How to diagnose memory leaks and inexplicable client-side (Windows 10/Powershell 5.1) behavior across multiple invocations

Avineshwar (Gartner) 1 Reputation point
2021-02-14T08:44:07.167+00:00

Hello,

We have a fairly huge (~5k LOC) client-side PowerShell script to handle a very specific use-case (which is being realized due to the presence of the PS runtime offered by an enterprise software). That enterprise software ensures whenever an application starts, we can intercept that and arbitrarily evaluate (using our PowerShell code) and then either allow or block the start of an application. That PS runtime offers certain cmdlets which is fairly heavily utilized within the script, however, the PS environment comes primed with it. I am assuming that happens every time an "applicable" binary starts, so, there it would be leading to some level of impact. Essentially, we do not load those modules (where the cmdlets come from) within the code. That said, we do load some modules/types to ensure the script can function.

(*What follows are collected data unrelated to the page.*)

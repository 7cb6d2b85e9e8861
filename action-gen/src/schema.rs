//! Typed view of the parts of an OpenAPI v3 document the generator reads.
//!
//! Only the fields needed for action synthesis are modelled. Everything else in
//! the document is ignored during deserialization.
//!
//! JSON objects whose iteration order matters (`paths`, the operations inside a
//! path item, and component `properties`) are decoded into [`OrderedMap`] or
//! [`PathItem`] so the generated actions follow the order the NetBox schema
//! declares them in.

use std::collections::HashMap;
use std::fmt;
use std::marker::PhantomData;
use std::str::FromStr;

use serde::de::{Deserializer, IgnoredAny, MapAccess, Visitor};
use serde::{Deserialize, Serialize};
use strum::{Display, EnumString};

/// Type reported for properties and parameters that do not declare one.
pub const DEFAULT_TYPE: &str = "object";

/// HTTP verbs that may key an operation inside an OpenAPI path item.
///
/// ## Examples
///
/// ```
/// use std::str::FromStr;
/// use netbox_action_gen::schema::HttpVerb;
///
/// assert_eq!(HttpVerb::from_str("patch").unwrap(), HttpVerb::Patch);
/// assert_eq!(HttpVerb::Delete.to_string(), "delete");
/// assert!(HttpVerb::from_str("parameters").is_err());
/// ```
#[derive(
    Debug, Clone, Copy, PartialEq, Eq, Hash, Serialize, Deserialize, Display, EnumString,
)]
#[serde(rename_all = "lowercase")]
#[strum(serialize_all = "lowercase")]
pub enum HttpVerb {
    Get,
    Put,
    Post,
    Delete,
    Options,
    Head,
    Patch,
    Trace,
}

/// A JSON object decoded into a vector of entries, keeping document order.
#[derive(Debug, Clone, PartialEq)]
pub struct OrderedMap<V>(Vec<(String, V)>);

impl<V> Default for OrderedMap<V> {
    fn default() -> Self {
        Self(Vec::new())
    }
}

impl<V> OrderedMap<V> {
    /// Iterates entries in document order.
    pub fn iter(&self) -> impl Iterator<Item = (&str, &V)> {
        self.0.iter().map(|(key, value)| (key.as_str(), value))
    }

    /// Returns the first value stored under `key`.
    pub fn get(&self, key: &str) -> Option<&V> {
        self.0.iter().find(|(k, _)| k == key).map(|(_, v)| v)
    }

    pub fn len(&self) -> usize {
        self.0.len()
    }

    pub fn is_empty(&self) -> bool {
        self.0.is_empty()
    }
}

impl<V> FromIterator<(String, V)> for OrderedMap<V> {
    fn from_iter<I: IntoIterator<Item = (String, V)>>(iter: I) -> Self {
        Self(iter.into_iter().collect())
    }
}

impl<'de, V: Deserialize<'de>> Deserialize<'de> for OrderedMap<V> {
    fn deserialize<D: Deserializer<'de>>(deserializer: D) -> Result<Self, D::Error> {
        struct OrderedMapVisitor<V>(PhantomData<V>);

        impl<'de, V: Deserialize<'de>> Visitor<'de> for OrderedMapVisitor<V> {
            type Value = OrderedMap<V>;

            fn expecting(&self, f: &mut fmt::Formatter) -> fmt::Result {
                f.write_str("a JSON object")
            }

            fn visit_map<A: MapAccess<'de>>(self, mut access: A) -> Result<Self::Value, A::Error> {
                let mut entries = Vec::with_capacity(access.size_hint().unwrap_or(0));
                while let Some((key, value)) = access.next_entry::<String, V>()? {
                    entries.push((key, value));
                }
                Ok(OrderedMap(entries))
            }
        }

        deserializer.deserialize_map(OrderedMapVisitor(PhantomData))
    }
}

/// The operations declared under one path, in document order.
///
/// Keys that are not HTTP verbs (`parameters`, `summary`, `servers`, ...)
/// are skipped while decoding.
#[derive(Debug, Clone, Default, PartialEq)]
pub struct PathItem {
    pub operations: Vec<(HttpVerb, Operation)>,
}

impl<'de> Deserialize<'de> for PathItem {
    fn deserialize<D: Deserializer<'de>>(deserializer: D) -> Result<Self, D::Error> {
        struct PathItemVisitor;

        impl<'de> Visitor<'de> for PathItemVisitor {
            type Value = PathItem;

            fn expecting(&self, f: &mut fmt::Formatter) -> fmt::Result {
                f.write_str("an OpenAPI path item object")
            }

            fn visit_map<A: MapAccess<'de>>(self, mut access: A) -> Result<Self::Value, A::Error> {
                let mut operations = Vec::new();
                while let Some(key) = access.next_key::<String>()? {
                    match HttpVerb::from_str(&key) {
                        Ok(verb) => operations.push((verb, access.next_value::<Operation>()?)),
                        Err(_) => {
                            access.next_value::<IgnoredAny>()?;
                        }
                    }
                }
                Ok(PathItem { operations })
            }
        }

        deserializer.deserialize_map(PathItemVisitor)
    }
}

/// A single operation (one verb on one path).
#[derive(Debug, Clone, Default, PartialEq, Deserialize)]
#[serde(rename_all = "camelCase")]
pub struct Operation {
    #[serde(default)]
    pub operation_id: Option<String>,
    #[serde(default)]
    pub description: Option<String>,
    #[serde(default)]
    pub parameters: Vec<OperationParameter>,
    #[serde(default)]
    pub request_body: Option<RequestBody>,
}

impl Operation {
    /// True for collection GETs, which NetBox names `<app>_<model>_list`.
    pub fn is_list(&self) -> bool {
        self.operation_id
            .as_deref()
            .is_some_and(|id| id.ends_with("_list"))
    }

    /// The `$ref` of the `application/json` request body schema, if any.
    pub fn json_body_ref(&self) -> Option<&str> {
        self.request_body
            .as_ref()?
            .content
            .get("application/json")?
            .schema
            .as_ref()?
            .reference
            .as_deref()
    }
}

#[derive(Debug, Clone, Default, PartialEq, Deserialize)]
pub struct RequestBody {
    #[serde(default)]
    pub content: HashMap<String, MediaType>,
}

#[derive(Debug, Clone, Default, PartialEq, Deserialize)]
pub struct MediaType {
    #[serde(default)]
    pub schema: Option<SchemaRef>,
}

/// A schema object that may point at a named component.
#[derive(Debug, Clone, Default, PartialEq, Deserialize)]
pub struct SchemaRef {
    #[serde(rename = "$ref", default)]
    pub reference: Option<String>,
}

/// A declared operation parameter (query, path or header).
#[derive(Debug, Clone, PartialEq, Deserialize)]
pub struct OperationParameter {
    pub name: String,
    #[serde(default)]
    pub description: Option<String>,
    #[serde(default)]
    pub required: bool,
    #[serde(flatten)]
    pub kind: ParameterKind,
}

/// Where a parameter's type information lives.
///
/// OpenAPI v3 puts it in a nested `schema` object; older (Swagger-style)
/// parameters carry a flat `type` field instead.
#[derive(Debug, Clone, PartialEq, Deserialize)]
#[serde(untagged)]
pub enum ParameterKind {
    Schema {
        schema: TypeSchema,
    },
    Flat {
        #[serde(rename = "type")]
        kind: String,
    },
}

#[derive(Debug, Clone, Default, PartialEq, Deserialize)]
pub struct TypeSchema {
    #[serde(rename = "type", default)]
    pub kind: Option<String>,
}

impl OperationParameter {
    /// The declared type, wherever it was declared.
    pub fn declared_type(&self) -> &str {
        match &self.kind {
            ParameterKind::Schema { schema } => schema.kind.as_deref().unwrap_or(DEFAULT_TYPE),
            ParameterKind::Flat { kind } => kind,
        }
    }
}

#[derive(Debug, Clone, Default, PartialEq, Deserialize)]
pub struct Components {
    #[serde(default)]
    pub schemas: HashMap<String, ComponentSchema>,
}

/// A named object schema under `components.schemas`.
#[derive(Debug, Clone, Default, PartialEq, Deserialize)]
pub struct ComponentSchema {
    #[serde(default)]
    pub properties: OrderedMap<Property>,
    /// Absent in the document means no property is required.
    #[serde(default)]
    pub required: Vec<String>,
}

#[derive(Debug, Clone, Default, PartialEq, Deserialize)]
#[serde(rename_all = "camelCase")]
pub struct Property {
    #[serde(rename = "type", default)]
    pub kind: Option<String>,
    #[serde(default)]
    pub title: Option<String>,
    #[serde(default)]
    pub description: Option<String>,
    #[serde(default)]
    pub read_only: bool,
}

#[derive(Debug, Clone, Default, PartialEq, Deserialize)]
pub struct Info {
    pub version: String,
}

/// The fetched OpenAPI document.
#[derive(Debug, Clone, Default, PartialEq, Deserialize)]
pub struct OpenApiSchema {
    pub info: Info,
    pub paths: OrderedMap<PathItem>,
    #[serde(default)]
    pub components: Components,
}

impl OpenApiSchema {
    /// The NetBox release, without the trailing API version.
    ///
    /// NetBox reports `info.version` as e.g. `"3.6.9 (3.6)"`; this returns
    /// `"3.6.9"`.
    pub fn schema_version(&self) -> &str {
        self.info
            .version
            .split(' ')
            .next()
            .unwrap_or(&self.info.version)
    }

    /// Resolves a `#/components/schemas/<Name>` reference by its last segment.
    pub fn component(&self, reference: &str) -> Option<&ComponentSchema> {
        let name = reference.rsplit('/').next()?;
        self.components.schemas.get(name)
    }
}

Generally, everything works well i.e. script starts and follows an expected flow and returns/exits properly. To cover our basis, we thought doing a GC at start and before ending might help, so, we do that. We also track any on-script-start variables and remove them before exiting/returning. We thought this might also help us in case we are missing any clean-up we might be missing within the code that may be affecting parallel invocation of this workflow (i.e. when an application that would trigger the script starts on Windows machine; there could be many such applications running in parallel but generally there should be just one such application at any given time). We ensure, unless missed somewhere, to not forget using the "Using pattern" or "Close/Dispose" method(s) to help our case of dangling objects and so on. Now, occasionally (and from there on until a system restart happens) the code gets stuck at a place (it is a background job started using "Runspace", not "RunspacePool"). We know it is in a stuck/infinite (or for all practical purposes) wait since at that place, there is a UI (ever-moving infinite progress dialog) component (offered via preloaded cmdlet). Based on our logs, it looks like the background job somehow does not finishes and therefore, that stuck behavior makes sense. In reality, it does not seem to be the case since that background job talks to an API that just appears to be responding fine as per the logs (and external perf testing).

So, what are some of the things that could help improve the quality of code so that it works fairly stable?

Generally, I do not suspect memory leak in any native PowerShell functionalities, however, there are instances where cmdlets (e.g. that offer WinForms based UI) via DLLs are made available and are used in the code. Also, as mentioned somewhere above, there imports of .NET types that are being used. I believe that could still lead to memory leaks.